Missouri, AKA Misery
Although Blonder braved the open road with a peaceful mind, fear did rear its ugly head when three dogs attacked her in Missouri, which she now deems, “Misery.”

Blonder said Missouri had really narrow curving roads with no shoulder and at the top of one hill, three dogs were waiting. They attacked all at once.

“I got bitten,” she said. “I got away from them and didn’t want to get dragged down.”

After she biked about a mile away, she assessed her injuries and called 911. She also tried to investigate whether or not the dogs had their vaccinations. She filed a report and continued on with her journey, although it did slow down her trip for a few days.

“I changed the route a little bit because I was worried that I might need medical attention,” she said. “… to a bigger town that had a clinic.”

Highlights
Despite the injury, she looks back on the trip fondly. Out of the 12 states that Blonder traveled through, she said Utah’s huge landscape and color amazed her the most.

“It was so different from Florida,” she said. “Everything was just so big and dramatic … The scale of Utah is what blew me away.
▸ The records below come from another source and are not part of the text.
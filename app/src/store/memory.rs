// ==============================================================================
// store/memory.rs - In-Memory Document Store
// ==============================================================================
// Description: Process-local store used for dry runs and tests
// Author: Matt Barham
// Created: 2026-10-05
// Modified: 2026-10-15
// Version: 1.1.0
// ==============================================================================

use async_trait::async_trait;
use std::collections::BTreeMap;
use std::sync::atomic::{AtomicUsize, Ordering};
use std::sync::{Arc, Mutex, MutexGuard};
use std::time::Duration;
use tracing::debug;

use super::{DocumentStore, SetupError, StoreConnector, WriteError};
use crate::models::VariantDocument;

type Documents = BTreeMap<(String, i32), VariantDocument>;

/// Clones share the same documents and counters
#[derive(Debug, Clone, Default)]
pub struct MemoryStore {
    inner: Arc<Inner>,
}

#[derive(Debug, Default)]
struct Inner {
    documents: Mutex<Documents>,
    setups: AtomicUsize,
    bulk_writes: AtomicUsize,
    setup_delay: Option<Duration>,
    setup_failure: Option<String>,
}

impl MemoryStore {
    pub fn new() -> Self {
        Self::default()
    }

    /// Make every setup take at least `delay`
    pub fn with_setup_delay(delay: Duration) -> Self {
        Self {
            inner: Arc::new(Inner {
                setup_delay: Some(delay),
                ..Inner::default()
            }),
        }
    }

    /// Make setup fail with `reason`
    pub fn with_setup_failure(reason: impl Into<String>) -> Self {
        Self {
            inner: Arc::new(Inner {
                setup_failure: Some(reason.into()),
                ..Inner::default()
            }),
        }
    }

    pub fn get(&self, variant_id: &str, study_id: i32) -> Option<VariantDocument> {
        self.lock()
            .get(&(variant_id.to_string(), study_id))
            .cloned()
    }

    /// All documents in key order
    pub fn documents(&self) -> Vec<VariantDocument> {
        self.lock().values().cloned().collect()
    }

    pub fn len(&self) -> usize {
        self.lock().len()
    }

    pub fn is_empty(&self) -> bool {
        self.lock().is_empty()
    }

    pub fn setup_count(&self) -> usize {
        self.inner.setups.load(Ordering::SeqCst)
    }

    pub fn bulk_write_count(&self) -> usize {
        self.inner.bulk_writes.load(Ordering::SeqCst)
    }

    fn lock(&self) -> MutexGuard<'_, Documents> {
        // A poisoned map is still structurally valid
        self.inner
            .documents
            .lock()
            .unwrap_or_else(|poisoned| poisoned.into_inner())
    }
}

#[async_trait]
impl DocumentStore for MemoryStore {
    async fn ensure_schema(&mut self) -> Result<(), SetupError> {
        if let Some(delay) = self.inner.setup_delay {
            tokio::time::sleep(delay).await;
        }
        if let Some(reason) = &self.inner.setup_failure {
            return Err(SetupError::Schema(reason.clone()));
        }
        self.inner.setups.fetch_add(1, Ordering::SeqCst);
        Ok(())
    }

    async fn bulk_write(&mut self, documents: Vec<VariantDocument>) -> Result<usize, WriteError> {
        // Behave like a store whose collection does not exist yet
        if self.inner.setups.load(Ordering::SeqCst) == 0 {
            let id = documents.first().map(|d| d.id.clone()).unwrap_or_default();
            return Err(WriteError::Rejected {
                id,
                reason: "schema has not been created".to_string(),
            });
        }

        let written = documents.len();
        let mut stored = self.lock();
        for document in documents {
            match stored.get_mut(&document.key()) {
                Some(existing) => existing.study.merge(document.study),
                None => {
                    stored.insert(document.key(), document);
                }
            }
        }
        drop(stored);

        self.inner.bulk_writes.fetch_add(1, Ordering::SeqCst);
        debug!("Memory store wrote {} documents", written);
        Ok(written)
    }
}

/// Connector whose connections all share one [`MemoryStore`]
#[derive(Debug, Clone, Default)]
pub struct MemoryConnector {
    store: MemoryStore,
}

impl MemoryConnector {
    pub fn new(store: MemoryStore) -> Self {
        Self { store }
    }

    pub fn store(&self) -> &MemoryStore {
        &self.store
    }
}

#[async_trait]
impl StoreConnector for MemoryConnector {
    type Store = MemoryStore;

    async fn connect(&self) -> Result<MemoryStore, SetupError> {
        Ok(self.store.clone())
    }
}

#[cfg(test)]
mod tests {
    use super::*;
    use crate::models::{EncodedDocument, FileDocument};

    fn document(id: &str, study_id: i32, file_id: i32) -> VariantDocument {
        VariantDocument {
            id: id.to_string(),
            chromosome: "1".to_string(),
            start: 100,
            end: 100,
            reference: "A".to_string(),
            alternate: "T".to_string(),
            study: EncodedDocument {
                study_id,
                files: vec![FileDocument {
                    file_id,
                    alternates: None,
                    attributes: None,
                    origin: None,
                }],
                genotypes: None,
                stats: None,
            },
        }
    }

    #[tokio::test]
    async fn test_write_before_setup_is_rejected() {
        let mut store = MemoryStore::new();
        let result = store.bulk_write(vec![document("1:100:A:T", 1, 1)]).await;
        assert!(matches!(result, Err(WriteError::Rejected { .. })));
    }

    #[tokio::test]
    async fn test_documents_merge_by_key() {
        let mut store = MemoryStore::new();
        store.ensure_schema().await.unwrap();

        store
            .bulk_write(vec![document("1:100:A:T", 1, 1), document("1:100:A:T", 2, 1)])
            .await
            .unwrap();
        store
            .bulk_write(vec![document("1:100:A:T", 1, 7)])
            .await
            .unwrap();

        assert_eq!(store.len(), 2);
        assert_eq!(store.bulk_write_count(), 2);
        let merged = store.get("1:100:A:T", 1).unwrap();
        let file_ids: Vec<i32> = merged.study.files.iter().map(|f| f.file_id).collect();
        assert_eq!(file_ids, vec![1, 7]);
    }

    #[tokio::test]
    async fn test_clones_share_state() {
        let store = MemoryStore::new();
        let mut connection = MemoryConnector::new(store.clone()).connect().await.unwrap();
        connection.ensure_schema().await.unwrap();

        assert_eq!(store.setup_count(), 1);
    }

    #[tokio::test]
    async fn test_setup_failure() {
        let mut store = MemoryStore::with_setup_failure("read-only");
        assert_eq!(
            store.ensure_schema().await,
            Err(SetupError::Schema("read-only".to_string()))
        );
    }
}
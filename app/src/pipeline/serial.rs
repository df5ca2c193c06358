// ==============================================================================
// pipeline/serial.rs - Single-Task Execution
// ==============================================================================
// Description: Read, transform and write on the calling task with no queues
// Author: Matt Barham
// Created: 2026-10-03
// Modified: 2026-10-19
// Version: 1.2.0
// ==============================================================================

use std::sync::Arc;
use tokio_util::sync::CancellationToken;
use tracing::{debug, error, info, warn};

use super::{
    BatchError, PipelineError, PipelineOptions, PipelineReport, SkippedBatch, Sink, Source, Stage,
    Transform,
};
use crate::config::FailurePolicy;

/// Run a source, its transforms and one sink in a single loop.
///
/// Lifecycle hooks and the failure policy behave exactly as in
/// [`Pipeline::run`](super::Pipeline::run); only the concurrency differs.
pub async fn run_serial<S, K>(
    mut source: S,
    transforms: Vec<Arc<dyn Transform<S::Record>>>,
    mut sink: K,
    options: &PipelineOptions,
    cancel: CancellationToken,
) -> Result<PipelineReport, PipelineError>
where
    S: Source,
    K: Sink<Record = S::Record>,
{
    let batch_size = options.batch_size.max(1);
    info!("Starting serial load, batch size {}", batch_size);

    if let Err(error) = open(&mut source, &transforms, &mut sink).await {
        finish(&mut source, &transforms, &mut sink, false).await;
        return Err(error);
    }

    let mut report = PipelineReport::default();
    let outcome = drive(
        &mut source,
        &transforms,
        &mut sink,
        batch_size,
        options.failure_policy,
        &cancel,
        &mut report,
    )
    .await;

    finish(&mut source, &transforms, &mut sink, outcome.is_ok()).await;

    outcome?;

    report.transform_workers_finished = 1;
    report.sink_workers_finished = 1;
    info!(
        "Serial load finished: {} records in {} batches read, {} records written, {} batches skipped",
        report.records_read,
        report.batches_read,
        report.records_written,
        report.skipped.len()
    );
    Ok(report)
}

async fn open<S, K>(
    source: &mut S,
    transforms: &[Arc<dyn Transform<S::Record>>],
    sink: &mut K,
) -> Result<(), PipelineError>
where
    S: Source,
    K: Sink<Record = S::Record>,
{
    fn hook_error(stage: Stage, hook: &'static str) -> impl FnOnce(anyhow::Error) -> PipelineError {
        move |error| {
            error!("{} {} hook failed: {:#}", stage, hook, error);
            PipelineError::Hook { stage, hook, error }
        }
    }

    source.open().await.map_err(hook_error(Stage::Source, "open"))?;
    source.pre().await.map_err(hook_error(Stage::Source, "pre"))?;
    for transform in transforms {
        transform
            .open()
            .await
            .map_err(hook_error(Stage::Transform, "open"))?;
        transform
            .pre()
            .await
            .map_err(hook_error(Stage::Transform, "pre"))?;
    }
    sink.open().await.map_err(hook_error(Stage::Sink, "open"))?;
    sink.pre().await.map_err(hook_error(Stage::Sink, "pre"))?;
    Ok(())
}

async fn drive<S, K>(
    source: &mut S,
    transforms: &[Arc<dyn Transform<S::Record>>],
    sink: &mut K,
    batch_size: usize,
    policy: FailurePolicy,
    cancel: &CancellationToken,
    report: &mut PipelineReport,
) -> Result<(), PipelineError>
where
    S: Source,
    K: Sink<Record = S::Record>,
{
    loop {
        if cancel.is_cancelled() {
            return Err(PipelineError::Cancelled);
        }

        let mut batch = source.read_batch(batch_size).await.map_err(|error| {
            error!("Source read failed: {:#}", error);
            PipelineError::Read { error }
        })?;
        if batch.is_empty() {
            debug!("Source exhausted");
            return Ok(());
        }
        let records = batch.len();
        report.batches_read += 1;
        report.records_read += records;

        let mut transformed = Ok(());
        for transform in transforms {
            transformed = transform.apply(&mut batch).await;
            if transformed.is_err() {
                break;
            }
        }
        if let Err(error) = transformed {
            skip_or_fail(Stage::Transform, records, error, policy, report)?;
            continue;
        }

        match sink.write_batch(batch).await {
            Ok(count) => {
                report.batches_written += 1;
                report.records_written += count;
            }
            Err(error) => skip_or_fail(Stage::Sink, records, error, policy, report)?,
        }
    }
}

async fn finish<S, K>(
    source: &mut S,
    transforms: &[Arc<dyn Transform<S::Record>>],
    sink: &mut K,
    succeeded: bool,
) where
    S: Source,
    K: Sink<Record = S::Record>,
{
    if succeeded {
        log_hook(Stage::Source, "post", source.post().await);
    }
    log_hook(Stage::Source, "close", source.close().await);
    for transform in transforms {
        if succeeded {
            log_hook(Stage::Transform, "post", transform.post().await);
        }
        log_hook(Stage::Transform, "close", transform.close().await);
    }
    if succeeded {
        log_hook(Stage::Sink, "post", sink.post().await);
    }
    log_hook(Stage::Sink, "close", sink.close().await);
}

fn skip_or_fail(
    stage: Stage,
    records: usize,
    error: BatchError,
    policy: FailurePolicy,
    report: &mut PipelineReport,
) -> Result<(), PipelineError> {
    if let BatchError::Setup(setup) = error {
        error!("{}: one-time setup failed: {}", stage, setup);
        return Err(PipelineError::Setup(setup));
    }

    report.skipped.push(SkippedBatch {
        stage,
        worker: 0,
        records,
        error: error.to_string(),
    });

    match policy {
        FailurePolicy::Lenient => {
            warn!("{}: skipping batch of {} records: {}", stage, records, error);
            Ok(())
        }
        FailurePolicy::Strict => {
            error!("{}: batch of {} records failed, aborting: {}", stage, records, error);
            Err(PipelineError::BatchFailed {
                stage,
                worker: 0,
                records,
                source: error,
            })
        }
    }
}

fn log_hook(stage: Stage, name: &str, result: anyhow::Result<()>) {
    if let Err(e) = result {
        warn!("{} {} hook failed: {:#}", stage, name, e);
    }
}
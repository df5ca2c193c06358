// ==============================================================================
// pipeline/engine.rs - Pipelined Execution
// ==============================================================================
// Description: Runs one source worker, T transform workers and W sink workers
// Author: Matt Barham
// Created: 2026-10-01
// Modified: 2026-10-19
// Version: 1.3.0
// ==============================================================================
// Backpressure comes only from the bounded queues: a slow sink stalls the
// transform stage, which stalls the source. Every blocking queue operation
// also watches the cancellation token.
// ==============================================================================

use async_channel::{Receiver, Sender};
use std::sync::atomic::{AtomicUsize, Ordering};
use std::sync::Arc;
use tokio::sync::Mutex;
use std::time::Duration;
use tokio::task::{JoinError, JoinHandle, JoinSet};
use tokio_util::sync::CancellationToken;
use tracing::{debug, error, info, warn};

use super::{
    BatchError, Item, PipelineError, PipelineOptions, PipelineReport, SkippedBatch, Sink, Source,
    Stage, Transform,
};
use crate::config::FailurePolicy;

type Transforms<R> = Arc<Vec<Arc<dyn Transform<R>>>>;

/// How long cancelled workers get to hand back their instances after a join timeout
const CLOSE_GRACE: Duration = Duration::from_secs(5);

pub struct Pipeline<S: Source, K: Sink<Record = S::Record>> {
    source: S,
    transforms: Vec<Arc<dyn Transform<S::Record>>>,
    sinks: Vec<K>,
    options: PipelineOptions,
    cancel: CancellationToken,
}
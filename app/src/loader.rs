// ==============================================================================
// loader.rs - Load Orchestrator
// ==============================================================================
// Description: Wires a record source and per-worker document sinks together
// Author: Matt Barham
// Created: 2026-10-06
// Modified: 2026-10-17
// Version: 1.2.0
// ==============================================================================
// parallelism == 1  -> serial load on the calling task, one sink
// parallelism == P  -> pipeline with T transform workers and P - 1 sinks,
//                      each sink holding its own codec and store connection
// ==============================================================================

use async_trait::async_trait;
use serde::Serialize;
use std::collections::HashMap;
use std::sync::atomic::{AtomicUsize, Ordering};
use std::sync::Arc;
use std::time::Instant;
use thiserror::Error;
use tokio_util::sync::CancellationToken;
use tracing::{debug, info};

use crate::codec::{
    CodecOptions, GroupedGenotypeCodec, MalformedRecordError, SampleCodec, StudyEntryCodec,
};
use crate::config::LoadConfig;
use crate::models::{VariantDocument, VariantRecord};
use crate::pipeline::{
    run_serial, BatchError, Pipeline, PipelineError, PipelineOptions, PipelineReport, Sink,
    SkippedBatch, Source,
};
use crate::resolver::StudyResolver;
use crate::store::{DocumentStore, SetupError, SetupGate, StoreConnector};

#[derive(Error, Debug)]
pub enum LoadError {
    #[error("Failed to open a store connection: {0}")]
    Connection(#[from] SetupError),

    #[error(transparent)]
    Pipeline(#[from] PipelineError),
}

/// Outcome of one load
#[derive(Debug, Clone, Serialize)]
pub struct LoadSummary {
    /// "serial" or "pipelined"
    pub mode: &'static str,
    pub sink_workers: usize,
    pub batches_read: usize,
    pub records_read: usize,
    pub records_written: usize,
    pub documents_written: usize,
    pub skipped: Vec<SkippedBatch>,
    pub elapsed_secs: f64,
}

impl LoadSummary {
    fn new(
        mode: &'static str,
        sink_workers: usize,
        report: PipelineReport,
        documents_written: usize,
        started: Instant,
    ) -> Self {
        Self {
            mode,
            sink_workers,
            batches_read: report.batches_read,
            records_read: report.records_read,
            records_written: report.records_written,
            documents_written,
            skipped: report.skipped,
            elapsed_secs: started.elapsed().as_secs_f64(),
        }
    }

    pub fn skipped_records(&self) -> usize {
        self.skipped.iter().map(|s| s.records).sum()
    }
}

/// Sink that encodes records and bulk-writes them through one store connection
pub struct DocumentSink<St: DocumentStore> {
    worker: usize,
    codec: StudyEntryCodec,
    store: St,
    gate: SetupGate,
    bulk_size: usize,
    ready: bool,
    documents_written: Arc<AtomicUsize>,
}

impl<St: DocumentStore> DocumentSink<St> {
    pub fn new(worker: usize, codec: StudyEntryCodec, store: St, gate: SetupGate, bulk_size: usize) -> Self {
        Self {
            worker,
            codec,
            store,
            gate,
            bulk_size: bulk_size.max(1),
            ready: false,
            documents_written: Arc::new(AtomicUsize::new(0)),
        }
    }

    /// Count written documents into a shared counter
    pub fn with_document_counter(mut self, counter: Arc<AtomicUsize>) -> Self {
        self.documents_written = counter;
        self
    }

    /// Encode a batch, merging records that land on the same (variant, study)
    fn encode_batch(&self, batch: &[VariantRecord]) -> Result<Vec<VariantDocument>, MalformedRecordError> {
        let mut documents: Vec<VariantDocument> = Vec::with_capacity(batch.len());
        let mut positions: HashMap<(String, i32), usize> = HashMap::new();

        for record in batch {
            let document = self.codec.encode_record(record)?;
            match positions.get(&document.key()) {
                Some(&i) => documents[i].study.merge(document.study),
                None => {
                    positions.insert(document.key(), documents.len());
                    documents.push(document);
                }
            }
        }
        Ok(documents)
    }
}

#[async_trait]
impl<St: DocumentStore> Sink for DocumentSink<St> {
    type Record = VariantRecord;

    async fn write_batch(&mut self, batch: Vec<VariantRecord>) -> Result<usize, BatchError> {
        let records = batch.len();
        let documents = self.encode_batch(&batch)?;

        if !self.ready {
            self.gate.run_once(self.store.ensure_schema()).await?;
            self.ready = true;
        }

        let mut written = 0;
        let mut documents = documents.into_iter().peekable();
        while documents.peek().is_some() {
            let chunk: Vec<VariantDocument> = documents.by_ref().take(self.bulk_size).collect();
            written += self.store.bulk_write(chunk).await?;
        }

        self.documents_written.fetch_add(written, Ordering::AcqRel);
        debug!(
            "Sink {}: {} records written as {} documents",
            self.worker, records, written
        );
        Ok(records)
    }

    async fn close(&mut self) -> anyhow::Result<()> {
        self.store.close().await
    }
}

/// Runs loads against one kind of store
pub struct VariantLoader<C: StoreConnector> {
    config: LoadConfig,
    connector: C,
    resolver: Arc<dyn StudyResolver>,
    samples: Arc<dyn SampleCodec>,
    cancel: CancellationToken,
}

impl<C: StoreConnector> VariantLoader<C> {
    pub fn new(config: LoadConfig, connector: C, resolver: Arc<dyn StudyResolver>) -> Self {
        let samples = Arc::new(GroupedGenotypeCodec::new(
            config.default_genotype.clone(),
            config.compress_genotypes,
        ));
        Self {
            config,
            connector,
            resolver,
            samples,
            cancel: CancellationToken::new(),
        }
    }

    pub fn with_sample_codec(mut self, samples: Arc<dyn SampleCodec>) -> Self {
        self.samples = samples;
        self
    }

    /// Cancelling this token stops a running load
    pub fn cancellation_token(&self) -> CancellationToken {
        self.cancel.clone()
    }

    pub fn config(&self) -> &LoadConfig {
        &self.config
    }

    pub async fn load<S>(&self, source: S) -> Result<LoadSummary, LoadError>
    where
        S: Source<Record = VariantRecord>,
    {
        let started = Instant::now();
        let options = PipelineOptions::from(&self.config);
        let gate = SetupGate::new();
        let documents = Arc::new(AtomicUsize::new(0));
        let parallelism = self.config.parallelism();

        if parallelism == 1 {
            info!("Loading serially (parallelism 1)");
            let sink = self.sink(0, &gate, &documents).await?;
            let report = run_serial(source, Vec::new(), sink, &options, self.cancel.clone()).await?;
            return Ok(LoadSummary::new(
                "serial",
                1,
                report,
                documents.load(Ordering::Acquire),
                started,
            ));
        }

        let sink_workers = parallelism - 1;
        info!(
            "Loading with {} transform workers and {} sink workers",
            options.transform_workers, sink_workers
        );
        let mut sinks = Vec::with_capacity(sink_workers);
        for worker in 0..sink_workers {
            sinks.push(self.sink(worker, &gate, &documents).await?);
        }

        let report = Pipeline::new(source, sinks, options)
            .with_cancellation(self.cancel.clone())
            .run()
            .await?;

        Ok(LoadSummary::new(
            "pipelined",
            sink_workers,
            report,
            documents.load(Ordering::Acquire),
            started,
        ))
    }

    /// A sink with its own codec (and so its own name cache) and connection
    async fn sink(
        &self,
        worker: usize,
        gate: &SetupGate,
        documents: &Arc<AtomicUsize>,
    ) -> Result<DocumentSink<C::Store>, LoadError> {
        let codec = StudyEntryCodec::new(
            CodecOptions::from(&self.config),
            self.resolver.clone(),
            self.samples.clone(),
        );
        let store = self.connector.connect().await?;
        Ok(
            DocumentSink::new(worker, codec, store, gate.clone(), self.config.bulk_size())
                .with_document_counter(documents.clone()),
        )
    }
}

#[cfg(test)]
mod tests {
    use super::*;
    use crate::config::FailurePolicy;
    use crate::models::StudyEntry;
    use crate::pipeline::Stage;
    use crate::resolver::StaticStudyResolver;
    use crate::store::{MemoryConnector, MemoryStore};
    use std::time::Duration;

    struct Records {
        records: std::vec::IntoIter<VariantRecord>,
    }

    impl Records {
        fn new(records: Vec<VariantRecord>) -> Self {
            Self {
                records: records.into_iter(),
            }
        }
    }

    #[async_trait]
    impl Source for Records {
        type Record = VariantRecord;

        async fn read_batch(&mut self, max: usize) -> anyhow::Result<Vec<VariantRecord>> {
            Ok(self.records.by_ref().take(max).collect())
        }
    }

    fn record(position: u64, file_id: &str, study_id: &str) -> VariantRecord {
        VariantRecord {
            chromosome: "20".to_string(),
            start: position,
            end: position,
            reference: "G".to_string(),
            alternate: "A".to_string(),
            entry: StudyEntry::new(file_id, study_id)
                .with_attribute("QUAL", "29")
                .with_attribute("ori", format!("sample.vcf:{}", position))
                .with_sample("NA00001", "0|1"),
        }
    }

    fn records(count: u64) -> Vec<VariantRecord> {
        (1..=count).map(|p| record(p, "1", "5")).collect()
    }

    fn loader(config: LoadConfig, store: &MemoryStore) -> VariantLoader<MemoryConnector> {
        VariantLoader::new(
            config,
            MemoryConnector::new(store.clone()),
            Arc::new(StaticStudyResolver::new().with_study(5, "1000g")),
        )
    }

    #[tokio::test]
    async fn test_serial_load() {
        let store = MemoryStore::new();
        let config = LoadConfig {
            batch_size: 10,
            ..LoadConfig::default()
        };

        let summary = loader(config, &store).load(Records::new(records(25))).await.unwrap();

        assert_eq!(summary.mode, "serial");
        assert_eq!(summary.records_read, 25);
        assert_eq!(summary.records_written, 25);
        assert_eq!(summary.documents_written, 25);
        assert_eq!(store.len(), 25);
        assert_eq!(store.setup_count(), 1);

        let stored = store.get("20:7:G:A", 5).unwrap();
        assert_eq!(stored.study.files[0].file_id, 1);
        assert_eq!(stored.study.files[0].origin.as_ref().unwrap().line_index, 7);
    }

    #[tokio::test(flavor = "multi_thread", worker_threads = 4)]
    async fn test_pipelined_load_runs_setup_once() {
        // Slow setup: any sink writing before it finished would be rejected
        let store = MemoryStore::with_setup_delay(Duration::from_millis(100));
        let config = LoadConfig {
            batch_size: 20,
            parallelism: 5,
            transform_workers: 2,
            failure_policy: FailurePolicy::Strict,
            ..LoadConfig::default()
        };

        let summary = loader(config, &store).load(Records::new(records(1_000))).await.unwrap();

        assert_eq!(summary.mode, "pipelined");
        assert_eq!(summary.sink_workers, 4);
        assert_eq!(summary.records_written, 1_000);
        assert!(summary.skipped.is_empty());
        assert_eq!(store.len(), 1_000);
        assert_eq!(store.setup_count(), 1);
    }

    #[tokio::test]
    async fn test_setup_failure_aborts_load() {
        let store = MemoryStore::with_setup_failure("permission denied");
        let config = LoadConfig {
            parallelism: 3,
            ..LoadConfig::default()
        };

        let result = loader(config, &store).load(Records::new(records(50))).await;

        assert!(matches!(
            result,
            Err(LoadError::Pipeline(PipelineError::Setup(SetupError::Schema(_))))
        ));
        assert!(store.is_empty());
    }

    #[tokio::test]
    async fn test_malformed_batches_skipped_when_lenient() {
        let store = MemoryStore::new();
        let mut input = records(30);
        input[12].entry.study_id = "not-a-number".to_string();
        let config = LoadConfig {
            batch_size: 10,
            ..LoadConfig::default()
        };

        let summary = loader(config, &store).load(Records::new(input)).await.unwrap();

        assert_eq!(summary.skipped.len(), 1);
        assert_eq!(summary.skipped[0].stage, Stage::Sink);
        assert_eq!(summary.skipped_records(), 10);
        assert_eq!(summary.records_written, 20);
        assert_eq!(store.len(), 20);
    }

    #[tokio::test]
    async fn test_malformed_batch_fails_when_strict() {
        let store = MemoryStore::new();
        let mut input = records(30);
        input[3].entry.attributes.insert("ori".to_string(), "no-separator".to_string());
        let config = LoadConfig {
            batch_size: 10,
            failure_policy: FailurePolicy::Strict,
            ..LoadConfig::default()
        };

        let result = loader(config, &store).load(Records::new(input)).await;

        assert!(matches!(
            result,
            Err(LoadError::Pipeline(PipelineError::BatchFailed {
                source: BatchError::Malformed(MalformedRecordError::MalformedOrigin(_)),
                ..
            }))
        ));
    }

    #[tokio::test]
    async fn test_files_of_one_variant_merge_into_one_document() {
        let store = MemoryStore::new();
        let input = vec![record(100, "1", "5"), record(100, "2", "5"), record(100, "3", "6")];

        let summary = loader(LoadConfig::default(), &store)
            .load(Records::new(input))
            .await
            .unwrap();

        assert_eq!(summary.documents_written, 2);
        let merged = store.get("20:100:G:A", 5).unwrap();
        let file_ids: Vec<i32> = merged.study.files.iter().map(|f| f.file_id).collect();
        assert_eq!(file_ids, vec![1, 2]);
        assert!(store.get("20:100:G:A", 6).is_some());
    }

    #[tokio::test]
    async fn test_bulk_size_splits_writes() {
        let store = MemoryStore::new();
        let config = LoadConfig {
            batch_size: 10,
            bulk_size: Some(3),
            ..LoadConfig::default()
        };

        loader(config, &store).load(Records::new(records(10))).await.unwrap();

        assert_eq!(store.bulk_write_count(), 4);
        assert_eq!(store.len(), 10);
    }
}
It was just so beautiful.”

Of all the sights and memories she has of her cross-country journey, her favorite was crossing the Continental Divide, which is the line between the half of the country that leads to the Atlantic Ocean and the half that is nearer the Pacific.

Blonder said crossing the Continental Divide was a moment that made her realize that she really was making this journey.

“It was like ‘Wow!’ I really am in the middle of the country,” she said. “I really did make it this far.”

San Francisco
As Blonder remembered the feeling of accomplishing her goal of bicycling across the country, standing on the San Francisco beach with her family, she said she began to tear up.

“It was powerful and really emotional,” Blonder said.

As for another bicycling journey, she said she is already planning the next trip.